Things are looking up …

Newport Beach 28 May 2010

I’v abandoned coffee and taken up jasmine tea instead. After two days of headaches am feeling a lot better  and my thumb joints are starting to free up a little … but I’m still limiting my time at the computer.

Meanwhile … another waterblogged memoir

Fiji 1969

At fifteen I’d never fully recovered from a childhood spent glued to the Hollywood movies of the 1930s and 40s on our black and white TV, among them, the Road movies of Bob Hope and Dorothy Lamour . Somehow Dorothy always seemed to finish up in a sarong, whether the road led to Hawaii or London.

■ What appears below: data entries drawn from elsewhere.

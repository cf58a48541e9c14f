//! Reader pages and navigation

use serde::Serialize;

use super::schema::Section;

/// One page of the magazine reader
#[derive(Debug, Clone, Copy, PartialEq, Eq)]
pub enum MagazinePage {
    Editorial,
    Section(Section),
}

/// Reader pages in reading order
pub const PAGES: [MagazinePage; 11] = [
    MagazinePage::Editorial,
    MagazinePage::Section(Section::CreativeWriting),
    MagazinePage::Section(Section::Articles),
    MagazinePage::Section(Section::ArtGallery),
    MagazinePage::Section(Section::Opinions),
    MagazinePage::Section(Section::ClassHighlights),
    MagazinePage::Section(Section::FunZone),
    MagazinePage::Section(Section::LanguageCorner),
    MagazinePage::Section(Section::Inspirational),
    MagazinePage::Section(Section::SpecialFeatures),
    MagazinePage::Section(Section::MediaGallery),
];

impl MagazinePage {
    pub fn at(index: usize) -> Option<MagazinePage> {
        PAGES.get(index).copied()
    }

    pub fn key(&self) -> &'static str {
        match self {
            MagazinePage::Editorial => "editorial",
            MagazinePage::Section(section) => section.key(),
        }
    }

    pub fn title(&self) -> &'static str {
        match self {
            MagazinePage::Editorial => "Editorial",
            MagazinePage::Section(section) => section.schema().page_title,
        }
    }
}

/// Entry of the reader's table of contents
#[derive(Debug, Clone, Serialize)]
pub struct PageEntry {
    pub index: usize,
    pub key: &'static str,
    pub title: &'static str,
}

/// Table of contents for the reader menu
pub fn table_of_contents() -> Vec<PageEntry> {
    PAGES
        .iter()
        .enumerate()
        .map(|(index, page)| PageEntry {
            index,
            key: page.key(),
            title: page.title(),
        })
        .collect()
}

/// Position of the reader within the page list.
///
/// Moves saturate at both ends; there is no wraparound.
#[derive(Debug, Clone, Copy, Default, PartialEq, Eq, Serialize)]
pub struct PageCursor {
    index: usize,
}

impl PageCursor {
    pub const LAST: usize = PAGES.len() - 1;

    pub fn new() -> Self {
        Self::default()
    }

    /// Cursor placed on `index`, if it names a page
    pub fn at(index: usize) -> Option<Self> {
        (index <= Self::LAST).then_some(Self { index })
    }

    pub fn index(&self) -> usize {
        self.index
    }

    pub fn page(&self) -> MagazinePage {
        PAGES[self.index]
    }

    pub fn next(&mut self) {
        self.index = (self.index + 1).min(Self::LAST);
    }

    pub fn previous(&mut self) {
        self.index = self.index.saturating_sub(1);
    }

    /// Jump straight to a page. Out-of-range targets leave the cursor as is.
    pub fn jump_to(&mut self, index: usize) -> bool {
        match Self::at(index) {
            Some(cursor) => {
                *self = cursor;
                true
            }
            None => false,
        }
    }

    /// Back to the first page, as when returning to the cover
    pub fn reset(&mut self) {
        self.index = 0;
    }

    pub fn has_previous(&self) -> bool {
        self.index > 0
    }

    pub fn has_next(&self) -> bool {
        self.index < Self::LAST
    }
}

/// Where a page sits in the magazine, for prev/next controls
#[derive(Debug, Clone, Serialize)]
pub struct PagePosition {
    pub index: usize,
    pub total: usize,
    pub previous: Option<usize>,
    pub next: Option<usize>,
}

impl From<PageCursor> for PagePosition {
    fn from(cursor: PageCursor) -> Self {
        let mut prev = cursor;
        prev.previous();
        let mut next = cursor;
        next.next();
        Self {
            index: cursor.index(),
            total: PAGES.len(),
            previous: cursor.has_previous().then_some(prev.index()),
            next: cursor.has_next().then_some(next.index()),
        }
    }
}
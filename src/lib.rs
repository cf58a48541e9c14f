//! classmag - a single-class magazine
//!
//! Readers page through the cover, editorial and ten content sections.
//! A password-gated admin edits every section through one schema-driven
//! editor.

pub mod api;
pub mod cache;
pub mod config;
pub mod db;
pub mod models;
pub mod services;
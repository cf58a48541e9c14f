//! Reader API endpoints
//!
//! - GET /api/v1/magazine/pages - Table of contents
//! - GET /api/v1/magazine/pages/{index} - One page, optionally `?tag=` filtered

use axum::{extract::State, routing::get, Json, Router};
use serde::Deserialize;

use crate::api::middleware::{ApiError, ApiPath, ApiQuery, AppState};
use crate::models::{table_of_contents, PageEntry};
use crate::services::PageView;

#[derive(Debug, Deserialize)]
pub struct PageQuery {
    pub tag: Option<String>,
}

pub fn router() -> Router<AppState> {
    Router::new()
        .route("/pages", get(list_pages))
        .route("/pages/{index}", get(get_page))
}

async fn list_pages() -> Json<Vec<PageEntry>> {
    Json(table_of_contents())
}

async fn get_page(
    State(state): State<AppState>,
    ApiPath(index): ApiPath<usize>,
    ApiQuery(query): ApiQuery<PageQuery>,
) -> Result<Json<PageView>, ApiError> {
    let tag = query.tag.as_deref().filter(|t| !t.is_empty());
    Ok(Json(state.reader_service.page(index, tag).await?))
}
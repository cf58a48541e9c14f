//! Database layer
//!
//! SQLite (default) or MySQL, selected by configuration. Everything above
//! this module talks to a `DynDatabasePool` through the repositories.
//!
//! ```ignore
//! let pool = create_pool(&config.database).await?;
//! migrations::run_migrations(&pool).await?;
//! let content = SqlxContentRepository::boxed(pool.clone());
//! ```

pub mod migrations;
pub mod pool;
pub mod repositories;

pub use pool::{
    create_pool, create_test_pool, DatabasePool, DynDatabasePool, MysqlDatabase, SqliteDatabase,
};
//! Session repository
//!
//! Database operations for admin sessions.

use crate::db::pool::{backend, Backend};
use crate::db::DynDatabasePool;
use crate::models::Session;
use anyhow::{Context, Result};
use async_trait::async_trait;
use chrono::{DateTime, Utc};
use sqlx::{MySqlPool, Row, SqlitePool};
use std::sync::Arc;

/// Session repository trait
#[async_trait]
pub trait SessionRepository: Send + Sync {
    async fn create(&self, session: &Session) -> Result<Session>;

    /// Get session by ID (token)
    async fn get_by_id(&self, id: &str) -> Result<Option<Session>>;

    /// Delete a session; deleting an unknown id is not an error
    async fn delete(&self, id: &str) -> Result<()>;

    /// Delete expired sessions, returning how many were removed
    async fn delete_expired(&self) -> Result<u64>;
}

/// SQLx-based session repository
pub struct SqlxSessionRepository {
    pool: DynDatabasePool,
}

impl SqlxSessionRepository {
    pub fn new(pool: DynDatabasePool) -> Self {
        Self { pool }
    }

    pub fn boxed(pool: DynDatabasePool) -> Arc<dyn SessionRepository> {
        Arc::new(Self::new(pool))
    }
}

const INSERT_SESSION: &str = r#"
    INSERT INTO sessions (id, admin_id, expires_at, created_at)
    VALUES (?, ?, ?, ?)
"#;

const SELECT_SESSION: &str = r#"
    SELECT id, admin_id, expires_at, created_at
    FROM sessions
    WHERE id = ?
"#;

#[async_trait]
impl SessionRepository for SqlxSessionRepository {
    async fn create(&self, session: &Session) -> Result<Session> {
        match backend(self.pool.as_ref())? {
            Backend::Sqlite(p) => create_session_sqlite(p, session).await,
            Backend::Mysql(p) => create_session_mysql(p, session).await,
        }
    }

    async fn get_by_id(&self, id: &str) -> Result<Option<Session>> {
        match backend(self.pool.as_ref())? {
            Backend::Sqlite(p) => {
                let row = sqlx::query(SELECT_SESSION)
                    .bind(id)
                    .fetch_optional(p)
                    .await
                    .context("Failed to get session by ID")?;
                row.map(|r| row_to_session_sqlite(&r)).transpose()
            }
            Backend::Mysql(p) => {
                let row = sqlx::query(SELECT_SESSION)
                    .bind(id)
                    .fetch_optional(p)
                    .await
                    .context("Failed to get session by ID")?;
                row.map(|r| row_to_session_mysql(&r)).transpose()
            }
        }
    }

    async fn delete(&self, id: &str) -> Result<()> {
        let sql = "DELETE FROM sessions WHERE id = ?";
        match backend(self.pool.as_ref())? {
            Backend::Sqlite(p) => {
                sqlx::query(sql)
                    .bind(id)
                    .execute(p)
                    .await
                    .context("Failed to delete session")?;
            }
            Backend::Mysql(p) => {
                sqlx::query(sql)
                    .bind(id)
                    .execute(p)
                    .await
                    .context("Failed to delete session")?;
            }
        }

        Ok(())
    }

    async fn delete_expired(&self) -> Result<u64> {
        let sql = "DELETE FROM sessions WHERE expires_at < ?";
        let now = Utc::now();
        let removed = match backend(self.pool.as_ref())? {
            Backend::Sqlite(p) => sqlx::query(sql).bind(now).execute(p).await?.rows_affected(),
            Backend::Mysql(p) => sqlx::query(sql).bind(now).execute(p).await?.rows_affected(),
        };
        Ok(removed)
    }
}

async fn create_session_sqlite(pool: &SqlitePool, session: &Session) -> Result<Session> {
    sqlx::query(INSERT_SESSION)
        .bind(&session.id)
        .bind(session.admin_id)
        .bind(session.expires_at)
        .bind(session.created_at)
        .execute(pool)
        .await
        .context("Failed to create session")?;

    Ok(session.clone())
}

async fn create_session_mysql(pool: &MySqlPool, session: &Session) -> Result<Session> {
    sqlx::query(INSERT_SESSION)
        .bind(&session.id)
        .bind(session.admin_id)
        .bind(session.expires_at)
        .bind(session.created_at)
        .execute(pool)
        .await
        .context("Failed to create session")?;

    Ok(session.clone())
}

fn row_to_session_sqlite(row: &sqlx::sqlite::SqliteRow) -> Result<Session> {
    Ok(Session {
        id: row.try_get("id")?,
        admin_id: row.try_get("admin_id")?,
        expires_at: row.try_get("expires_at")?,
        created_at: row.try_get("created_at")?,
    })
}

fn row_to_session_mysql(row: &sqlx::mysql::MySqlRow) -> Result<Session> {
    let expires_at: DateTime<Utc> = row.try_get("expires_at")?;
    let created_at: DateTime<Utc> = row.try_get("created_at")?;

    Ok(Session {
        id: row.try_get("id")?,
        admin_id: row.try_get("admin_id")?,
        expires_at,
        created_at,
    })
}
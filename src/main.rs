//! classmag - class magazine server

use anyhow::Result;
use std::path::Path;
use tracing_subscriber::{layer::SubscriberExt, util::SubscriberInitExt};

use classmag::{
    api::{self, AppState},
    cache::create_cache,
    config::Config,
    db,
};

/// How often expired sessions and stale login failures are pruned
const CLEANUP_INTERVAL_SECS: u64 = 300;

#[tokio::main]
async fn main() -> Result<()> {
    // Initialize tracing
    tracing_subscriber::registry()
        .with(
            tracing_subscriber::EnvFilter::try_from_default_env()
                .unwrap_or_else(|_| "classmag=info,tower_http=debug".into()),
        )
        .with(tracing_subscriber::fmt::layer())
        .init();

    tracing::info!("Starting classmag...");

    // Load configuration
    let config = Config::load_with_env(Path::new("config.yml"))?;
    tracing::info!("Configuration loaded");

    // Initialize database
    let pool = db::create_pool(&config.database).await?;
    pool.ping().await?;
    tracing::info!("Database connected: {:?}", config.database.driver);

    // Run migrations
    let pending = db::migrations::pending_count(&pool).await?;
    if pending > 0 {
        tracing::info!("{} pending database migrations", pending);
    }
    let applied = db::migrations::run_migrations(&pool).await?;
    tracing::info!("Database migrations completed ({} applied)", applied);

    // Initialize cache
    let cache = create_cache(&config.cache);
    tracing::info!("Cache initialized");

    let state = AppState::new(pool.clone(), cache, &config.auth);

    // Seed the configured admin once; later startups leave it alone
    state
        .auth_service
        .seed_admin(&config.auth.admin_email, &config.auth.admin_password)
        .await?;

    // Start session cleanup task (runs every 5 minutes)
    {
        let auth_service = state.auth_service.clone();
        tokio::spawn(async move {
            let mut interval =
                tokio::time::interval(tokio::time::Duration::from_secs(CLEANUP_INTERVAL_SECS));
            loop {
                interval.tick().await;
                match auth_service.cleanup().await {
                    Ok(0) => {}
                    Ok(removed) => tracing::info!("Removed {} expired sessions", removed),
                    Err(e) => tracing::warn!("Session cleanup failed: {}", e),
                }
            }
        });
    }

    // Build router
    let app = api::build_router(state, &config.server.cors_origin)?;

    // Start server
    let addr = format!("{}:{}", config.server.host, config.server.port);
    let listener = tokio::net::TcpListener::bind(&addr).await?;
    tracing::info!("Server listening on http://{}", addr);

    axum::serve(listener, app)
        .with_graceful_shutdown(shutdown_signal())
        .await?;

    pool.close().await;
    tracing::info!("Server stopped");

    Ok(())
}

async fn shutdown_signal() {
    if let Err(e) = tokio::signal::ctrl_c().await {
        tracing::warn!("Failed to listen for shutdown signal: {}", e);
        std::future::pending::<()>().await;
    }
    tracing::info!("Shutdown signal received");
}
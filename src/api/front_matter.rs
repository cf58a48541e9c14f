//! Cover page and editorial endpoints
//!
//! - GET /api/v1/cover - Public cover page, `null` until one is saved
//! - GET|PUT /api/v1/admin/cover
//! - GET|PUT /api/v1/admin/editorial
//!
//! The editorial is read publicly through the magazine's first page.

use axum::{extract::State, routing::get, Json, Router};

use crate::api::middleware::{ApiError, ApiJson, AppState, AuthenticatedAdmin};
use crate::models::{CoverPage, CoverPageInput, Editorial, EditorialInput};

pub fn public_router() -> Router<AppState> {
    Router::new().route("/cover", get(get_cover))
}

pub fn admin_router() -> Router<AppState> {
    Router::new()
        .route("/cover", get(get_cover).put(save_cover))
        .route("/editorial", get(get_editorial).put(save_editorial))
}

async fn get_cover(State(state): State<AppState>) -> Result<Json<Option<CoverPage>>, ApiError> {
    Ok(Json(state.front_matter_service.get_cover().await?))
}

async fn save_cover(
    State(state): State<AppState>,
    AuthenticatedAdmin(admin): AuthenticatedAdmin,
    ApiJson(input): ApiJson<CoverPageInput>,
) -> Result<Json<CoverPage>, ApiError> {
    let cover = state.front_matter_service.save_cover(input).await?;
    tracing::info!("{} saved the cover page", admin.email);
    Ok(Json(cover))
}

async fn get_editorial(State(state): State<AppState>) -> Result<Json<Option<Editorial>>, ApiError> {
    Ok(Json(state.front_matter_service.get_editorial().await?))
}

async fn save_editorial(
    State(state): State<AppState>,
    AuthenticatedAdmin(admin): AuthenticatedAdmin,
    ApiJson(input): ApiJson<EditorialInput>,
) -> Result<Json<Editorial>, ApiError> {
    let editorial = state.front_matter_service.save_editorial(input).await?;
    tracing::info!("{} saved the editorial", admin.email);
    Ok(Json(editorial))
}
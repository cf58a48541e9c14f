//! Database repositories
//!
//! Repository pattern implementations for database access, one per stored
//! entity kind.

pub mod admin;
pub mod content;
pub mod session;
pub mod singleton;

pub use admin::{AdminRepository, SqlxAdminRepository};
pub use content::{ContentRepository, SqlxContentRepository};
pub use session::{SessionRepository, SqlxSessionRepository};
pub use singleton::{SingletonRecord, SingletonRepository, SqlxSingletonRepository};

Newport Beach earlier this year

The notion of a long haired beauty in a sarong worshipping some bloke in a grass hut on an island had imprinted itself on a particularly vulnerable part of my psyche. The message of these films … women needed to be sexy, and they could achieve this via the application of a floral sarong, a tan, and an exotic swimsuit. They should endeavour to find themselves in a warm location where they could wiggle their hips a lot on the dance floor, flower in hair, revealing the maximum amounts of skin, in order to fulfill their potential as females. I could just see myself in the role.

Newport Beach 19 July 2010

My concept of a holiday by the sea had previously involved hours of  jumping competitively in and out of the water, or lying in goggles and flippers on the bottom of our swimming pool. Now that things were different, Fiji was to be the perfect locale for releasing my inner Dorothy Lamour …

Equipped with a red and white Hawaiian print bikini and a shark tooth necklace, a burgeoning weight problem, and a gigantic teenage ego … plus two astoundingly short mini dresses and some trendy long culottes I’d sewn myself … I was ready.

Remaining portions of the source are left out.